En avril dernier, le commissaire général à l’égalité des territoires, Serge Morvan, s’est vu confier une mission de préfiguration de l’Agence nationale de la cohésion des territoires. Le rapport remis au premier ministre le 18 juin trace les grandes lignes de cette nouvelle agence nommée « France Territoires ».

 

Vers une rationalisation des opérateurs de l’Etat

Oubliez l’ANAH, l’ANRU… France Territoires intégrera le Commissariat général à légalité des territoires (CGET) et plusieurs opérateurs intervenant dans le champ de la cohésion des territoires parmi lesquels l’ANAH ou encore l’ANRU. L’idée centrale est ainsi de mutualiser des moyens d’intervention, des outils de prospective et des fonctions support au service d’une ambition commune : les territoires.

Très concrètement, l’Agence France Territoires (AFT) pilotera les différents programmes nationaux au service de la cohésion des territoires (Action cœur de ville, programme national de rénovation urbaine…). L’agence interviendra sur l’ensemble du territoire en adaptant son offre aux besoins de chaque territoire dans une logique de prise en compte différencié.

Pour faire vivre cette nouvelle agence, la Caisse des dépôts sera mise à contribution. Les fonds propres que la Caisse des dépôts a prévu d’acter pour la cohésion des territoires (5,2 milliards d’euros d’ici 2022) seront mobilisés et pilotés par France Territoires. Par ailleurs, l’AFT intégrera totalement ou partiellement des opérateurs existants afin de bénéficier de nouveaux moyens humains et financiers. Par exemple, l’Agence nationale de l’habitat devrait disparaître et s’occuper dorénavant de missions de pilotages de nouveaux programmes tels que le dispositif « Action Cœur de Ville ».

L’ADEME, quant à elle, n’a pas vocation à être complétement intégrée dans l’AFT. Cependant, l’ADEME devra « impérativement être liés via une convention prescriptive » déterminant sa contribution aux activités de France Territoire. En ce sens, une partie du budget de l’ADEME sera transféré à l’AFT (entre 25 et 40% de sa subvention pour charges de service public). Pour rappel, l’ADEME est dotée d’une subvention de 613 M€ (PLF2018). La création de cette agence pourrait ainsi faire perdre près de 245 M€ à l’ADEME…

De nouvelles modalités d’interventions au service des territoires

Pour répondre à leurs besoins d’ingénierie ou d’accompagnement de leurs projets, les élus locaux ont affaire à un nombre croissants d’interlocuteurs publics et privés. France Territoires veut ainsi mettre fin aux multiples agences qui ouvrent autant de guichet différent et compose un ensemble complexe de décision.

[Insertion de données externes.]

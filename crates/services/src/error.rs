//! Shared error types for the services crate.

use thiserror::Error;

use dashboard_core::model::LevelId;

/// Errors emitted by `ProgressEngine`.
///
/// Both variants are informational: the engine state is unchanged.
#[derive(Debug, Error, Clone, PartialEq, Eq)]
#[non_exhaustive]
pub enum EngineError {
    #[error("complete {threshold}% of {required_level_name} to unlock {requested_name}")]
    LevelLocked {
        requested: LevelId,
        requested_name: String,
        required_level_name: String,
        threshold: u8,
    },
    #[error("unknown level {0}")]
    UnknownLevel(LevelId),
}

Le rapport souligne que grâce à cette nouvelle agence, les porteurs de projets n’auront plus qu’un interlocuteur. Le projet du territoire étant le point de départ de toute intervention de l’AFT. Les élus porteurs de projets saisiront l’Agence en s’adressant au préfet de département, délégué territorial de France Territoires. Cependant, le rapport ne précise rien des projets éligibles à l’accompagnement de l’AFT. Une collectivité territoriale pourrait-elle se tourner vers France Territoires pour financer une opération de rénovation énergétique sur son territoire ? Rien n’est moins sûr.

Un calendrier de mise en œuvre restreint

A la lecture du rapport, l’agence devrait être opérationnelle le plus rapidement. A ce titre, des équipes d’appui seront constituées dès le mois de septembre 2018, au sein du CGET et auprès des préfets des régions.

Il est souhaitable que l’ensemble des dispositions législatives nécessaires à la création de l’agence soit applicable d’ici à la fin de l’année 2018. Pour le moment, l’amendement du gouvernement  l’habilitant à prendre une ordonnance pour la création de cette agence dans le cadre du projet de loi ELAN a été rejeté au Sénat. Tout devrait se jouer le 17 septembre prochain, lors de la commission mixte paritaire. En tout état de cause, il y a fort à parier, que la mise en place de cette nouvelle agence s’annonce complexe.